7.2.4 Pacemaker Cardiac muscle contracts by the electrical stimulation from the sinus node to the myocardium transmitted through the stimulation conduction system. Pacemakers are used to treat dysfunctions of heart conduction system such as sick sinus syndrome and atrioventricular block (Fig. 7.7) [17]. An implanted pacemaker typically consists of two parts: (1) the pulse generator, i.e., a small metal container housing a battery and the electrical circuitry that regulates the rate of electrical pulses and (2) leads (electrodes), i.e., one to three flexible, insulated wires placed in a chamber, or chambers, of heart.

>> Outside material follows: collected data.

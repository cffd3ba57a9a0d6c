//! Scan gate: idempotency and validity filter in front of the ledger.
//!
//! A burst of duplicate scans (operator double-scan, scanner echo, network
//! retry) must not double-count stock. The gate applies three checks before
//! a scan may produce a ledger entry:
//!
//! 1. **Immediate-repeat suppression** — if the immediately preceding
//!    accepted scan used the identical code, reject, regardless of
//!    direction. The tracker is global across the gate, cleared by a
//!    different code or after a short grace window.
//! 2. **State validity** — IN requires the carrier not already stocked in;
//!    OUT requires it currently stocked in.
//! 3. **Cooldown dedup** — the same carrier and direction are not accepted
//!    twice within the cooldown window, checked against the ledger.
//!
//! Admission tentatively records the code in the repeat tracker. If the
//! downstream commit fails, the processor calls [`ScanGate::release`] so a
//! retry of the same legitimate scan is not blocked. The authoritative
//! duplicate defense remains the in-transaction carrier state re-check; the
//! gate exists to reject cheap and early.

use crate::config::EngineConfig;
use chrono::{DateTime, TimeDelta, Utc};
use std::sync::{Arc, Mutex};
use stock_ledger_core::{Admission, Clock, Direction, EngineError, Rejection, StockStore};

/// The last accepted scan, for immediate-repeat suppression.
#[derive(Clone, Debug)]
struct LastScan {
    code: String,
    at: DateTime<Utc>,
}

/// Idempotency and ordering filter for scan-triggered operations.
pub struct ScanGate {
    clock: Arc<dyn Clock>,
    repeat_window: TimeDelta,
    cooldown: TimeDelta,
    // Sole shared mutable in-process state of the engine (single-writer
    // tracker per the concurrency model). Never held across an await.
    last_accepted: Mutex<Option<LastScan>>,
}

impl ScanGate {
    /// Create a gate with the given windows and clock.
    #[must_use]
    pub fn new(config: &EngineConfig, clock: Arc<dyn Clock>) -> Self {
        Self {
            clock,
            repeat_window: config.immediate_repeat_window(),
            cooldown: config.duplicate_cooldown(),
            last_accepted: Mutex::new(None),
        }
    }

    /// Decide whether a scan may proceed to the ledger.
    ///
    /// On acceptance, returns the [`Admission`] the processor uses to build
    /// the ledger entry, and records the code in the repeat tracker.
    ///
    /// # Errors
    ///
    /// - [`Rejection::ImmediateRepeat`] if the previous accepted scan used
    ///   the identical code within the grace window.
    /// - [`Rejection::UnknownBarcode`] if no carrier has this code.
    /// - [`Rejection::AlreadyStockedIn`] / [`Rejection::NeverStockedIn`] on
    ///   state-invalid scans.
    /// - [`Rejection::DuplicateOperation`] if the same carrier and direction
    ///   were accepted within the cooldown window.
    /// - [`EngineError::Storage`] if the datastore cannot be read.
    pub async fn admit<S: StockStore>(
        &self,
        store: &S,
        code: &str,
        direction: Direction,
    ) -> Result<Admission, EngineError> {
        let now = self.clock.now();
        self.check_immediate_repeat(code, now)?;

        let carrier = store
            .carrier_by_code(code)
            .await?
            .ok_or_else(|| Rejection::UnknownBarcode {
                code: code.to_string(),
            })?;

        match direction {
            Direction::In if carrier.state.is_stocked_in() => {
                return Err(Rejection::AlreadyStockedIn {
                    carrier_id: carrier.id,
                }
                .into());
            }
            Direction::Out if !carrier.state.is_stocked_in() => {
                return Err(Rejection::NeverStockedIn {
                    carrier_id: carrier.id,
                }
                .into());
            }
            Direction::In | Direction::Out => {}
        }

        if let Some(last) = store.last_movement(carrier.id, direction).await? {
            if now - last < self.cooldown {
                return Err(Rejection::DuplicateOperation {
                    carrier_id: carrier.id,
                }
                .into());
            }
        }

        self.record(code, now);

        Ok(Admission {
            product_id: carrier.product_id,
            carrier_id: carrier.id,
            code: code.to_string(),
            units: carrier.units_per_scan(),
            direction,
        })
    }

    /// Forget a tentatively recorded code after a failed downstream commit,
    /// so the same legitimate scan can be retried.
    pub fn release(&self, code: &str) {
        if let Ok(mut guard) = self.last_accepted.lock() {
            if guard.as_ref().is_some_and(|last| last.code == code) {
                *guard = None;
            }
        }
    }

    fn check_immediate_repeat(&self, code: &str, now: DateTime<Utc>) -> Result<(), Rejection> {
        let Ok(guard) = self.last_accepted.lock() else {
            // A poisoned tracker must not take scanning down; the
            // in-transaction state check still rejects true duplicates.
            return Ok(());
        };
        if let Some(last) = guard.as_ref() {
            if last.code == code && now - last.at < self.repeat_window {
                return Err(Rejection::ImmediateRepeat {
                    code: code.to_string(),
                });
            }
        }
        Ok(())
    }

    fn record(&self, code: &str, now: DateTime<Utc>) {
        if let Ok(mut guard) = self.last_accepted.lock() {
            *guard = Some(LastScan {
                code: code.to_string(),
                at: now,
            });
        }
    }
}

impl std::fmt::Debug for ScanGate {
    fn fmt(&self, f: &mut std::fmt::Formatter<'_>) -> std::fmt::Result {
        f.debug_struct("ScanGate")
            .field("repeat_window", &self.repeat_window)
            .field("cooldown", &self.cooldown)
            .finish_non_exhaustive()
    }
}

#[cfg(test)]
mod tests {
    #![allow(clippy::unwrap_used)] // Test code unwraps for clear failure locations

    use super::*;
    use stock_ledger_core::{CarrierState, LedgerEntryDraft, NewCarrier, StockTx};
    use stock_ledger_testing::fixtures::{SeededStore, store_with_carrier};
    use stock_ledger_testing::{SteppingClock, test_clock};

    async fn setup() -> (ScanGate, SeededStore, SteppingClock) {
        let clock = SteppingClock::new(test_clock().now());
        let seeded = store_with_carrier(Arc::new(clock.clone()), 2).await.unwrap();
        let gate = ScanGate::new(&EngineConfig::default(), Arc::new(clock.clone()));
        (gate, seeded, clock)
    }

    fn is_rejection(err: &EngineError, kind: &str) -> bool {
        matches!(err, EngineError::Rejection(r) if r.kind() == kind)
    }

    #[tokio::test]
    async fn identical_code_is_suppressed_within_the_grace_window() {
        let (gate, seeded, clock) = setup().await;
        let code = &seeded.carrier.code;

        let admission = gate.admit(&seeded.store, code, Direction::In).await.unwrap();
        assert_eq!(admission.units, 2);

        let err = gate.admit(&seeded.store, code, Direction::In).await.unwrap_err();
        assert!(is_rejection(&err, "immediate_repeat"));

        // The window clears by itself after the grace period.
        clock.advance_secs(6);
        assert!(gate.admit(&seeded.store, code, Direction::In).await.is_ok());
    }

    #[tokio::test]
    async fn a_different_code_clears_the_tracker() {
        let (gate, seeded, _clock) = setup().await;
        let first = &seeded.carrier.code;
        let second = seeded
            .store
            .seed_carrier(
                &NewCarrier {
                    product_id: seeded.product.id,
                    code: "WH-0001-00002".to_string(),
                    units_assigned: 1,
                },
                CarrierState::Unassigned,
            )
            .await;

        gate.admit(&seeded.store, first, Direction::In).await.unwrap();
        gate.admit(&seeded.store, &second.code, Direction::In).await.unwrap();
        assert!(gate.admit(&seeded.store, first, Direction::In).await.is_ok());
    }

    #[tokio::test]
    async fn release_reopens_the_slot_for_retry() {
        let (gate, seeded, _clock) = setup().await;
        let code = &seeded.carrier.code;

        gate.admit(&seeded.store, code, Direction::In).await.unwrap();
        gate.release(code);
        assert!(gate.admit(&seeded.store, code, Direction::In).await.is_ok());
    }

    #[tokio::test]
    async fn arbitrary_codes_are_rejected() {
        let (gate, seeded, _clock) = setup().await;
        let err = gate
            .admit(&seeded.store, "not-issued-by-us", Direction::In)
            .await
            .unwrap_err();
        assert!(is_rejection(&err, "unknown_barcode"));
    }

    #[tokio::test]
    async fn cooldown_is_checked_against_the_committed_ledger() {
        let (gate, seeded, clock) = setup().await;
        let code = &seeded.carrier.code;

        // A committed IN entry for this carrier, as the processor would
        // leave behind.
        let mut tx = seeded.store.begin().await.unwrap();
        tx.append_entry(&LedgerEntryDraft {
            product_id: seeded.product.id,
            carrier_id: Some(seeded.carrier.id),
            direction: Direction::In,
            quantity: 2,
            actor: "operator".to_string(),
            note: String::new(),
            reference: String::new(),
        })
        .await
        .unwrap();
        tx.commit().await.unwrap();

        clock.advance_secs(30);
        let err = gate.admit(&seeded.store, code, Direction::In).await.unwrap_err();
        assert!(is_rejection(&err, "duplicate_operation"));

        clock.advance_secs(120);
        assert!(gate.admit(&seeded.store, code, Direction::In).await.is_ok());
    }
}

The stimulation electrode is placed in the right atrium and/or right ventricle or both. Left ventricular pacing, in which pacing electrodes are inserted into the left ventricle wall via the coronary sinus, is also used. It has the function of synchronizing the stimulation with the spontaneous ECG, or inhibiting it when spontaneous contraction is detected. Most pacemakers have sensors that detect body motion or breathing rate, which signals the pacemaker to increase the heart rate during exercise to meet the body’s increased demand for blood and oxygen. Pacemaker is driven by a primary battery that occupies most of the volume of the generator. Replacement is necessary before the end of the battery life.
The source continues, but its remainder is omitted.